[[ Supplied information, beginning ]]

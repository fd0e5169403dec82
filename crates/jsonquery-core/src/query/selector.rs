/// Selector resolution
///
/// Turns a dotted path such as `Order.Customer.Name` into a chain of field
/// reads against a schema. Resolution happens once per request; the resulting
/// [`ResolvedSelector`] is then applied to every element.
use crate::error::{Error, Result};
use crate::schema::{FieldShape, NestedReader, NodeId, Schema, ValueReader};
use crate::value::{Value, ValueKind};
use std::any::Any;
use std::fmt;

/// A selector compiled against a schema
#[derive(Clone)]
pub struct ResolvedSelector {
    path: String,
    hops: Vec<NestedReader>,
    reader: ValueReader,
    kind: ValueKind,
}

impl ResolvedSelector {
    /// The selector as written in the request
    pub fn path(&self) -> &str {
        &self.path
    }

    /// Kind of the terminal field
    pub fn kind(&self) -> ValueKind {
        self.kind
    }

    /// Number of nested records walked before the terminal field
    pub fn depth(&self) -> usize {
        self.hops.len()
    }

    /// Read the terminal value from an element. An absent nested record
    /// anywhere along the path reads as `Null`.
    pub fn read(&self, element: &dyn Any) -> Value {
        let mut current = element;
        for hop in &self.hops {
            match hop(current) {
                Some(next) => current = next,
                None => return Value::Null,
            }
        }
        (self.reader)(current)
    }
}

impl fmt::Debug for ResolvedSelector {
    fn fmt(&self, f: &mut fmt::Formatter<'_>) -> fmt::Result {
        f.debug_struct("ResolvedSelector")
            .field("path", &self.path)
            .field("depth", &self.hops.len())
            .field("kind", &self.kind)
            .finish()
    }
}

/// Resolve `path` against the element type of `schema`.
pub fn resolve(schema: &Schema, path: &str) -> Result<ResolvedSelector> {
    let mut hops = Vec::new();
    let (reader, kind) = resolve_from(schema, 0, path, path, &mut hops)?;
    Ok(ResolvedSelector {
        path: path.to_string(),
        hops,
        reader,
        kind,
    })
}

fn resolve_from(
    schema: &Schema,
    node: NodeId,
    full: &str,
    rest: &str,
    hops: &mut Vec<NestedReader>,
) -> Result<(ValueReader, ValueKind)> {
    let current = schema.node(node);
    let (head, tail) = match rest.split_once('.') {
        Some((head, tail)) => (head, Some(tail)),
        None => (rest, None),
    };

    if head.is_empty() {
        return Err(Error::selector(full, "empty path segment"));
    }

    let field = current.field(head).ok_or_else(|| {
        Error::selector(
            full,
            format!("no field '{}' on '{}'", head, current.type_name()),
        )
    })?;

    match (field.shape(), tail) {
        (FieldShape::Value { kind, reader }, None) => Ok((reader.clone(), *kind)),
        (FieldShape::Value { .. }, Some(_)) => Err(Error::selector(
            full,
            format!("'{}' is a value and has no fields", head),
        )),
        (FieldShape::Nested { node, reader }, Some(tail)) => {
            hops.push(reader.clone());
            resolve_from(schema, *node, full, tail, hops)
        }
        (FieldShape::Nested { node, .. }, None) => Err(Error::selector(
            full,
            format!(
                "'{}' is a nested '{}', select one of its fields",
                head,
                schema.node(*node).type_name()
            ),
        )),
    }
}
/// Pagination
///
/// Skip-then-take windowing over an already filtered and ordered sequence.
use super::request::Limit;
use crate::error::{Error, Result};
use std::fmt;

/// A validated skip/take window
#[derive(Debug, Clone, Copy, PartialEq, Eq, Default)]
pub struct Window {
    skip: usize,
    /// `None` means no upper bound
    take: Option<usize>,
}

impl Window {
    /// Validate a request limit. `0` disables either part.
    pub fn from_limit(limit: &Limit) -> Result<Self> {
        if limit.skip < 0 {
            return Err(Error::Validation(format!(
                "Limit skip must not be negative, got {}",
                limit.skip
            )));
        }
        if limit.take < 0 {
            return Err(Error::Validation(format!(
                "Limit take must not be negative, got {}",
                limit.take
            )));
        }

        let skip = usize::try_from(limit.skip)
            .map_err(|_| Error::Validation(format!("Limit skip {} is too large", limit.skip)))?;
        let take = usize::try_from(limit.take)
            .map_err(|_| Error::Validation(format!("Limit take {} is too large", limit.take)))?;

        Ok(Self {
            skip,
            take: (take > 0).then_some(take),
        })
    }

    pub fn skip(&self) -> usize {
        self.skip
    }

    pub fn take(&self) -> Option<usize> {
        self.take
    }

    /// Skip first, then take
    pub fn apply<I: Iterator>(&self, iter: I) -> impl Iterator<Item = I::Item> {
        iter.skip(self.skip).take(self.take.unwrap_or(usize::MAX))
    }
}

impl fmt::Display for Window {
    fn fmt(&self, f: &mut fmt::Formatter<'_>) -> fmt::Result {
        match self.take {
            Some(take) => write!(f, "skip {}, take {}", self.skip, take),
            None => write!(f, "skip {}", self.skip),
        }
    }
}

[[ Supplied information, end ]]

_Task statement_
Repeat each record verbatim.

_Task answer_
repository fd0e5169403dec82
filename crates/jsonquery-core/src/query/selector.rs
/// Selector resolution
///
/// Turns a dotted path such as `Order.Customer.Name` into a chain of field
/// reads against a schema. Resolution happens once per request; the resulting
/// [`ResolvedSelector`] is then applied to every element.
use crate::error::{Error, Result};
use crate::schema::{FieldShape, NestedReader, NodeId, Schema, ValueReader};
use crate::value::{Value, ValueKind};
use std::any::Any;
use std::fmt;

/// A selector compiled against a schema
#[derive(Clone)]
pub struct ResolvedSelector {
    path: String,
    hops: Vec<NestedReader>,
    reader: ValueReader,
    kind: ValueKind,
}

impl ResolvedSelector {
    /// The selector as written in the request
    pub fn path(&self) -> &str {
        &self.path
    }

    /// Kind of the terminal field
    pub fn kind(&self) -> ValueKind {
        self.kind
    }

    /// Number of nested records walked before the terminal field
    pub fn depth(&self) -> usize {
        self.hops.len()
    }

    /// Read the terminal value from an element. An absent nested record
    /// anywhere along the path reads as `Null`.
    pub fn read(&self, element: &dyn Any) -> Value {
        let mut current = element;
        for hop in &self.hops {
            match hop(current) {
                Some(next) => current = next,
                None => return Value::Null,
            }
        }
        (self.reader)(current)
    }
}

impl fmt::Debug for ResolvedSelector {
    fn fmt(&self, f: &mut fmt::Formatter<'_>) -> fmt::Result {
        f.debug_struct("ResolvedSelector")
            .field("path", &self.path)
            .field("depth", &self.hops.len())
            .field("kind", &self.kind)
            .finish()
    }
}

/// Resolve `path` against the element type of `schema`.
pub fn resolve(schema: &Schema, path: &str) -> Result<ResolvedSelector> {
    let mut hops = Vec::new();
    let (reader, kind) = resolve_from(schema, 0, path, path, &mut hops)?;
    Ok(ResolvedSelector {
        path: path.to_string(),
        hops,
        reader,
        kind,
    })
}

fn resolve_from(
    schema: &Schema,
    node: NodeId,
    full: &str,
    rest: &str,
    hops: &mut Vec<NestedReader>,
) -> Result<(ValueReader, ValueKind)> {
    let current = schema.node(node);
    let (head, tail) = match rest.split_once('.') {
        Some((head, tail)) => (head, Some(tail)),
        None => (rest, None),
    };

    if head.is_empty() {
        return Err(Error::selector(full, "empty path segment"));
    }

    let field = current.field(head).ok_or_else(|| {
        Error::selector(
            full,
            format!("no field '{}' on '{}'", head, current.type_name()),
        )
    })?;

    match (field.shape(), tail) {
        (FieldShape::Value { kind, reader }, None) => Ok((reader.clone(), *kind)),
        (FieldShape::Value { .. }, Some(_)) => Err(Error::selector(
            full,
            format!("'{}' is a value and has no fields", head),
        )),
        (FieldShape::Nested { node, reader }, Some(tail)) => {
            hops.push(reader.clone());
            resolve_from(schema, *node, full, tail, hops)
        }
        (FieldShape::Nested { node, .. }, None) => Err(Error::selector(
            full,
            format!(
                "'{}' is a nested '{}', select one of its fields",
                head,
                schema.node(*node).type_name()
            ),
        )),
    }
}
/// Pagination
///
/// Skip-then-take windowing over an already filtered and ordered sequence.
use super::request::Limit;
use crate::error::{Error, Result};
use std::fmt;

/// A validated skip/take window
#[derive(Debug, Clone, Copy, PartialEq, Eq, Default)]
pub struct Window {
    skip: usize,
    /// `None` means no upper bound
    take: Option<usize>,
}

impl Window {
    /// Validate a request limit. `0` disables either part.
    pub fn from_limit(limit: &Limit) -> Result<Self> {
        if limit.skip < 0 {
            return Err(Error::Validation(format!(
                "Limit skip must not be negative, got {}",
                limit.skip
            )));
        }
        if limit.take < 0 {
            return Err(Error::Validation(format!(
                "Limit take must not be negative, got {}",
                limit.take
            )));
        }

        let skip = usize::try_from(limit.skip)
            .map_err(|_| Error::Validation(format!("Limit skip {} is too large", limit.skip)))?;
        let take = usize::try_from(limit.take)
            .map_err(|_| Error::Validation(format!("Limit take {} is too large", limit.take)))?;

        Ok(Self {
            skip,
            take: (take > 0).then_some(take),
        })
    }

    pub fn skip(&self) -> usize {
        self.skip
    }

    pub fn take(&self) -> Option<usize> {
        self.take
    }

    /// Skip first, then take
    pub fn apply<I: Iterator>(&self, iter: I) -> impl Iterator<Item = I::Item> {
        iter.skip(self.skip).take(self.take.unwrap_or(usize::MAX))
    }
}

impl fmt::Display for Window {
    fn fmt(&self, f: &mut fmt::Formatter<'_>) -> fmt::Result {
        match self.take {
            Some(take) => write!(f, "skip {}, take {}", self.skip, take),
            None => write!(f, "skip {}", self.skip),
        }
    }
}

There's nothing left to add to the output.